Problem description>
Keep only the lines from the start of the data through the line containing "from, when known.", and output them exactly.

******

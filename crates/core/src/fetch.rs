//! Loading results-page snapshots from URLs, files and stdin.

use std::fs;
use std::path::PathBuf;
use std::time::Duration;

use reqwest::Client;
use tracing::debug;
use url::Url;

use crate::webhook::DEFAULT_USER_AGENT;
use crate::{OvexError, Result};

/// HTTP settings for fetching a results page.
#[derive(Debug, Clone)]
pub struct FetchConfig {
    pub timeout: Duration,
    pub user_agent: String,
}

impl Default for FetchConfig {
    fn default() -> Self {
        Self { timeout: Duration::from_secs(30), user_agent: DEFAULT_USER_AGENT.to_string() }
    }
}

/// Serialized results page plus the address it came from, when known.
#[derive(Debug, Clone)]
pub struct Snapshot {
    pub html: String,
    pub url: Option<Url>,
}

/// Loads a snapshot from `-` (stdin), an http(s) URL or a file path.
pub async fn load_snapshot(input: &str, config: &FetchConfig) -> Result<Snapshot> {
    if input == "-" {
        return Ok(Snapshot { html: fetch_stdin()?, url: None });
    }

    if input.starts_with("http://") || input.starts_with("https://") {
        let html = fetch_url(input, config).await?;
        let url = Url::parse(input).map_err(|e| OvexError::InvalidUrl(e.to_string()))?;
        return Ok(Snapshot { html, url: Some(url) });
    }

    Ok(Snapshot { html: fetch_file(input)?, url: None })
}

/// Fetches a results page over HTTP.
pub async fn fetch_url(url: &str, config: &FetchConfig) -> Result<String> {
    let parsed_url = Url::parse(url).map_err(|e| OvexError::InvalidUrl(e.to_string()))?;

    if !matches!(parsed_url.scheme(), "http" | "https") {
        return Err(OvexError::InvalidUrl(format!("unsupported scheme {}", parsed_url.scheme())));
    }

    let client = Client::builder()
        .timeout(config.timeout)
        .build()
        .map_err(OvexError::HttpError)?;

    debug!(url = %parsed_url, "fetching snapshot");
    let response = client
        .get(parsed_url)
        .header("User-Agent", &config.user_agent)
        .header("Accept", "text/html,application/xhtml+xml,application/xml;q=0.9,*/*;q=0.8")
        .header("Accept-Language", "en-US,en;q=0.9")
        .send()
        .await
        .map_err(|e| {
            if e.is_timeout() {
                OvexError::Timeout { timeout_ms: config.timeout.as_millis() as u64 }
            } else {
                OvexError::HttpError(e)
            }
        })?;

    let content = response.text().await?;

    Ok(content)
}

/// Reads a saved snapshot from disk.
pub fn fetch_file(path: &str) -> Result<String> {
    let path_buf = PathBuf::from(path);

    if !path_buf.exists() {
        Err(OvexError::FileNotFound(path_buf))
    } else {
        fs::read_to_string(&path_buf).map_err(OvexError::from)
    }
}

/// Reads a snapshot piped on stdin.
pub fn fetch_stdin() -> Result<String> {
    use std::io::{self, Read};

    let mut buffer = String::new();
    io::stdin().read_to_string(&mut buffer).map_err(OvexError::from)?;

    Ok(buffer)
}
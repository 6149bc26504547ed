//! Timing and threshold configuration for the automation pipeline.
//!
//! # Example
//!
//! ```rust
//! use std::time::Duration;
//! use ovex_core::AutomationConfig;
//!
//! let config = AutomationConfig::builder()
//!     .webhook_timeout(Duration::from_secs(10))
//!     .max_failures(5)
//!     .build();
//! assert_eq!(config.breaker.max_failures, 5);
//! ```

use std::time::Duration;

/// Container detection timings.
#[derive(Debug, Clone)]
pub struct DetectionConfig {
    /// Quiet period after a DOM mutation before checking (default: 100ms).
    pub mutation_debounce: Duration,
    /// Quiet period after a scroll before checking (default: 300ms).
    pub scroll_debounce: Duration,
    /// Delay before the first periodic check (default: 1s).
    pub poll_initial_delay: Duration,
    /// Interval of the periodic check (default: 2s).
    pub poll_interval: Duration,
    /// Delay before detection restarts after a failed hand-off (default: 2s).
    pub retry_delay: Duration,
}

impl Default for DetectionConfig {
    fn default() -> Self {
        Self {
            mutation_debounce: Duration::from_millis(100),
            scroll_debounce: Duration::from_millis(300),
            poll_initial_delay: Duration::from_secs(1),
            poll_interval: Duration::from_secs(2),
            retry_delay: Duration::from_secs(2),
        }
    }
}

/// Overview expansion timings.
#[derive(Debug, Clone)]
pub struct OverviewConfig {
    /// Wait after clicking before the first confirmation check (default: 800ms).
    pub initial_delay: Duration,
    /// Interval between confirmation checks (default: 200ms).
    pub poll_interval: Duration,
    /// Confirmation checks before giving up (default: 25).
    pub max_polls: u32,
}

impl Default for OverviewConfig {
    fn default() -> Self {
        Self { initial_delay: Duration::from_millis(800), poll_interval: Duration::from_millis(200), max_polls: 25 }
    }
}

/// Sources expansion timings.
#[derive(Debug, Clone)]
pub struct SourcesConfig {
    /// Upper bound on waiting for the overview stage (default: 30s).
    pub readiness_timeout: Duration,
    /// Wait after readiness before looking at the page (default: 500ms).
    pub settle_delay: Duration,
    /// Attempts to locate and activate the control (default: 10).
    pub max_attempts: u32,
    /// Pause between attempts (default: 500ms).
    pub attempt_interval: Duration,
    /// Pause after a dispatched activation (default: 200ms).
    pub click_settle: Duration,
    /// Wait before re-verifying a click took effect (default: 1s).
    pub verify_delay: Duration,
}

impl Default for SourcesConfig {
    fn default() -> Self {
        Self {
            readiness_timeout: Duration::from_secs(30),
            settle_delay: Duration::from_millis(500),
            max_attempts: 10,
            attempt_interval: Duration::from_millis(500),
            click_settle: Duration::from_millis(200),
            verify_delay: Duration::from_secs(1),
        }
    }
}

/// Webhook delivery timings.
#[derive(Debug, Clone)]
pub struct WebhookConfig {
    /// Timeout of one POST (default: 5s).
    pub timeout: Duration,
    /// Upper bound on waiting for the sources stage (default: 30s).
    pub readiness_timeout: Duration,
    /// Wait after readiness before extracting (default: 1s).
    pub settle_delay: Duration,
}

impl Default for WebhookConfig {
    fn default() -> Self {
        Self {
            timeout: Duration::from_secs(5),
            readiness_timeout: Duration::from_secs(30),
            settle_delay: Duration::from_secs(1),
        }
    }
}

/// Circuit breaker thresholds.
#[derive(Debug, Clone)]
pub struct BreakerConfig {
    /// Consecutive failures that open the breaker (default: 3).
    pub max_failures: u32,
    /// Cooldown before an open breaker admits a trial (default: 60s).
    pub reset_timeout: Duration,
    /// Pause between retries (default: 2s).
    pub retry_delay: Duration,
    /// Half-open successes needed to close (default: 1).
    pub half_open_success_threshold: u32,
}

impl Default for BreakerConfig {
    fn default() -> Self {
        Self {
            max_failures: 3,
            reset_timeout: Duration::from_secs(60),
            retry_delay: Duration::from_secs(2),
            half_open_success_threshold: 1,
        }
    }
}

/// Configuration of the whole pipeline.
#[derive(Debug, Clone)]
pub struct AutomationConfig {
    pub detection: DetectionConfig,
    pub overview: OverviewConfig,
    pub sources: SourcesConfig,
    pub webhook: WebhookConfig,
    pub breaker: BreakerConfig,
    /// Retries per automation step on top of the first attempt (default: 1).
    pub step_retries: u32,
    /// Upper bound on one automation step, retries included (default: 60s).
    pub stage_timeout: Duration,
}

impl Default for AutomationConfig {
    fn default() -> Self {
        Self {
            detection: DetectionConfig::default(),
            overview: OverviewConfig::default(),
            sources: SourcesConfig::default(),
            webhook: WebhookConfig::default(),
            breaker: BreakerConfig::default(),
            step_retries: 1,
            stage_timeout: Duration::from_secs(60),
        }
    }
}

impl AutomationConfig {
    pub fn builder() -> AutomationConfigBuilder {
        AutomationConfigBuilder::new()
    }
}

/// Builder for AutomationConfig.
pub struct AutomationConfigBuilder {
    config: AutomationConfig,
}

impl AutomationConfigBuilder {
    pub fn new() -> Self {
        Self { config: AutomationConfig::default() }
    }

    pub fn detection(mut self, value: DetectionConfig) -> Self {
        self.config.detection = value;
        self
    }

    pub fn overview(mut self, value: OverviewConfig) -> Self {
        self.config.overview = value;
        self
    }

    pub fn sources(mut self, value: SourcesConfig) -> Self {
        self.config.sources = value;
        self
    }

    pub fn webhook(mut self, value: WebhookConfig) -> Self {
        self.config.webhook = value;
        self
    }

    pub fn breaker(mut self, value: BreakerConfig) -> Self {
        self.config.breaker = value;
        self
    }

    /// Sets the timeout of one webhook POST.
    pub fn webhook_timeout(mut self, value: Duration) -> Self {
        self.config.webhook.timeout = value;
        self
    }

    /// Sets how long a stage waits for its predecessor's readiness signal.
    pub fn readiness_timeout(mut self, value: Duration) -> Self {
        self.config.sources.readiness_timeout = value;
        self.config.webhook.readiness_timeout = value;
        self
    }

    pub fn max_failures(mut self, value: u32) -> Self {
        self.config.breaker.max_failures = value;
        self
    }

    pub fn step_retries(mut self, value: u32) -> Self {
        self.config.step_retries = value;
        self
    }

    pub fn stage_timeout(mut self, value: Duration) -> Self {
        self.config.stage_timeout = value;
        self
    }

    pub fn build(self) -> AutomationConfig {
        self.config
    }
}

impl Default for AutomationConfigBuilder {
    fn default() -> Self {
        Self::new()
    }
}

#[cfg(test)]
mod tests {
    use super::*;

    #[test]
    fn test_defaults() {
        let config = AutomationConfig::default();
        assert_eq!(config.detection.mutation_debounce, Duration::from_millis(100));
        assert_eq!(config.detection.scroll_debounce, Duration::from_millis(300));
        assert_eq!(config.detection.poll_interval, Duration::from_secs(2));
        assert_eq!(config.webhook.timeout, Duration::from_millis(5000));
        assert_eq!(config.breaker.max_failures, 3);
        assert_eq!(config.sources.max_attempts, 10);
    }

    #[test]
    fn test_builder_readiness_timeout_sets_both_stages() {
        let config = AutomationConfig::builder().readiness_timeout(Duration::from_secs(3)).build();
        assert_eq!(config.sources.readiness_timeout, Duration::from_secs(3));
        assert_eq!(config.webhook.readiness_timeout, Duration::from_secs(3));
    }
}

******

Written response>
filename crates/core/src/fetch.rs
//! Loading results-page snapshots from URLs, files and stdin.

use std::fs;
use std::path::PathBuf;
use std::time::Duration;

use reqwest::Client;
use tracing::debug;
use url::Url;

use crate::webhook::DEFAULT_USER_AGENT;
use crate::{OvexError, Result};

/// HTTP settings for fetching a results page.
#[derive(Debug, Clone)]
pub struct FetchConfig {
    pub timeout: Duration,
    pub user_agent: String,
}

impl Default for FetchConfig {
    fn default() -> Self {
        Self { timeout: Duration::from_secs(30), user_agent: DEFAULT_USER_AGENT.to_string() }
    }
}

/// Serialized results page plus the address it came from, when known.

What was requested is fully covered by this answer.